In the days of Richard Free, the Isle of Dogs was the absolute pits of urban industrial squalor, of course, but it has undergone quite a renaissance in the last few decades.
Please note that Ingleheim Street, described in what follows as a turning off Westferry Road, and the location of St Cuthberts Lodge, the home of Rev and Mrs Free, seems to have been obliterated, or at best renamed, as a result of WW2.
Harbinger Street, presumably the location of Harbinger School mentioned earlier, does still exist however, and so we can imagine that the Lodge and the Church were close by, especially as it is next-door to Cahir Street, also mentioned in this context.
It's spooky to think that in the course of four London Marathons, I've actually run down Westferry Road past the ghost of St Cuthbert's and then hot-footed away up East Ferry Road, each time unreceptive to the family resonances from long ago.
isleofdogslife.wordpress.com/tag/st-cuthberts-lodge/
In Limehouse and the Isle of Dogs
Chapter XI of "Off the track in London" by George R. Sims, published by Jarrold & Sons, 1911. Originally published in "The Strand" magazine, July 1905.
JUST outside the West India Dock Station there is a little one-horse 'bus which takes you by a winding way of high, black walls, broken here and there by bridges and wharves and the towering masts of ships, to Millwall.
As you near the journey's end the driver – there is no conductor – opens a little trap in the roof of the 'bus and puts his hand through. In his open palm you deposit the penny for your fare, and a few moments later the 'bus stops, and you alight and find yourself at the commencement of the West Ferry Road and in the famous Isle of Dogs.
It is the island note that greets you at first. If the bridge is up you have to enter by the lock gates, and you may, by a stretch of the imagination, fancy yourself performing a Blondin feat, with the welcome addition of a row of protecting chains on each side of you.

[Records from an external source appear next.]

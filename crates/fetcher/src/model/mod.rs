//! Model casting boundary
//!
//! Linked rows can be shaped by a model type before they are attached. A
//! cast deserializes the raw row into the model and serializes it back, so
//! attached values stay plain JSON while following the model's layout.
//! Derivatives wrap one cast instance, aggregates fold a whole matched
//! sequence into one composite value.

use std::any::{type_name, TypeId};
use std::fmt;
use std::sync::Arc;

use serde::de::DeserializeOwned;
use serde::Serialize;
use serde_json::Value;

use crate::error::FetchResult;

pub mod file;
pub mod property;
pub(crate) mod serde_util;
pub mod user;

pub use file::File;
pub use property::{PropertyDefinition, PropertyKind};
pub use user::User;

/// A typed model linked rows can be cast into
pub trait LinkedModel: Serialize + DeserializeOwned + 'static {
    fn model_name() -> &'static str {
        type_name::<Self>()
    }
}

/// One-to-one wrapper built over a cast model instance
pub trait Derivative: Serialize + 'static {
    type Base: LinkedModel;

    fn init(base: Self::Base) -> Self;
}

/// Composite built over every model matched for one host record
pub trait Aggregate: Serialize + 'static {
    type Item: LinkedModel;

    fn init(items: Vec<Self::Item>) -> Self;
}

type CastFn = Arc<dyn Fn(Value) -> FetchResult<Value> + Send + Sync>;
type BuildFn = Arc<dyn Fn(Vec<Value>) -> FetchResult<Value> + Send + Sync>;

/// Type-erased handle on a [`LinkedModel`]
#[derive(Clone)]
pub struct ModelType {
    id: TypeId,
    name: &'static str,
    cast: CastFn,
}

impl ModelType {
    pub fn of<M: LinkedModel>() -> Self {
        Self {
            id: TypeId::of::<M>(),
            name: M::model_name(),
            cast: Arc::new(|value: Value| -> FetchResult<Value> {
                let model: M = serde_json::from_value(value)?;
                Ok(serde_json::to_value(model)?)
            }),
        }
    }

    pub fn cast(&self, value: Value) -> FetchResult<Value> {
        (self.cast)(value)
    }

    pub fn cast_all(&self, values: Vec<Value>) -> FetchResult<Vec<Value>> {
        values.into_iter().map(|value| self.cast(value)).collect()
    }

    pub fn name(&self) -> &'static str {
        self.name
    }

    pub fn type_id(&self) -> TypeId {
        self.id
    }

    pub fn is<M: LinkedModel>(&self) -> bool {
        self.id == TypeId::of::<M>()
    }
}

impl fmt::Debug for ModelType {
    fn fmt(&self, f: &mut fmt::Formatter<'_>) -> fmt::Result {
        write!(f, "ModelType({})", self.name)
    }
}

/// Type-erased handle on a [`Derivative`]
#[derive(Clone)]
pub struct DerivativeType {
    base: TypeId,
    name: &'static str,
    wrap: CastFn,
}

impl DerivativeType {
    pub fn of<D: Derivative>() -> Self {
        Self {
            base: TypeId::of::<D::Base>(),
            name: type_name::<D>(),
            wrap: Arc::new(|value: Value| -> FetchResult<Value> {
                let base: D::Base = serde_json::from_value(value)?;
                Ok(serde_json::to_value(D::init(base))?)
            }),
        }
    }

    pub fn wrap(&self, value: Value) -> FetchResult<Value> {
        (self.wrap)(value)
    }

    pub fn name(&self) -> &'static str {
        self.name
    }

    /// True when this derivative is built over `model`
    pub fn accepts(&self, model: &ModelType) -> bool {
        self.base == model.type_id()
    }
}

impl fmt::Debug for DerivativeType {
    fn fmt(&self, f: &mut fmt::Formatter<'_>) -> fmt::Result {
        write!(f, "DerivativeType({})", self.name)
    }
}

/// Type-erased handle on an [`Aggregate`]
#[derive(Clone)]
pub struct AggregateType {
    item: TypeId,
    name: &'static str,
    build: BuildFn,
}

impl AggregateType {
    pub fn of<A: Aggregate>() -> Self {
        Self {
            item: TypeId::of::<A::Item>(),
            name: type_name::<A>(),
            build: Arc::new(|values: Vec<Value>| -> FetchResult<Value> {
                let items = values
                    .into_iter()
                    .map(serde_json::from_value::<A::Item>)
                    .collect::<Result<Vec<_>, _>>()?;
                Ok(serde_json::to_value(A::init(items))?)
            }),
        }
    }

    pub fn build(&self, values: Vec<Value>) -> FetchResult<Value> {
        (self.build)(values)
    }

    pub fn name(&self) -> &'static str {
        self.name
    }

    /// True when this aggregate folds instances of `model`
    pub fn accepts(&self, model: &ModelType) -> bool {
        self.item == model.type_id()
    }
}

impl fmt::Debug for AggregateType {
    fn fmt(&self, f: &mut fmt::Formatter<'_>) -> fmt::Result {
        write!(f, "AggregateType({})", self.name)
    }
}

Across the water you are in a land of one familiar sound and a score of unfamiliar scents. The sound is one ever dear to the Briton – the clang of the hammer as it descends on ringing iron. You listen to the sound that speaks of England's might, and you remember the song that Charles Mackay sang of Tubal Cain. The memory that the scents bear in upon you is of another poet – Coleridge, who sang of Cologne.
The odours are overpowering. They do not mix, but with every breeze each salutes you with its separate entity. One odour is that of heated oil, another that of burning fat, others are of a character which only visitors with a certain amount of chemical experience could define.
The odours saturate you, and cling to you, and follow you. They are with you in the highway and the by-way. You pass into the house of a friend who has offered you his hospitality at the luncheon hour, and the door that closes behind you does not shut them out. Nothing is sacred to them, not even the church. Even the flowers in the little gardens that the West Ferry Road can show here and there have lost their own perfume and taken that of the surrounding industries.
The island is no dreaming place. It is a land of labour. From morn till eve the streets are deserted; the inhabitants are behind the great walls and wooden gates – husbands, wives, sons and daughters, all are toiling. The only life in the long, dreary roads and desolate patches of black earth that are the distinguishing notes of the side streets is when the children come from school. Then the red and blue tam-o'-shanters of the little girls make splashes of colour here and there, and the laughter of romping children mingles with the clang of the hammer and the throb of the engine.
In Ingleheim Street, a turning off West Ferry Road, there is a quaint brick building that at once attracts your attention, for above it is a flagstaff, and in the wire-protected windows there are flowers.
When you go down over the rough bit of roadway that ends in a wall of corrugated iron and a suggestion of black sheds beyond you read above the doorway of the quaint building the words, 'St. Cuthbert's Lodge,' and you remember that this is the address of the Rev. Richard Free, the author of that intensely human document, 'Seven Years' Hard,' the story of seven years' patient, and often heart-breaking, work among the poorest population of a land of drudgery and desolation.
When we came first upon St. Cuthbert's Lodge, not knowing what it was, the oddness of the building struck both my colleague and myself. The suggestion it conveyed to my mind was that of a lifeboat station or ark of refuge on a lonely shore. Why it conveyed that impression I cannot say. I am inclined to imagine that somewhere on the Yarmouth shore I have, in years gone by, seen something like it.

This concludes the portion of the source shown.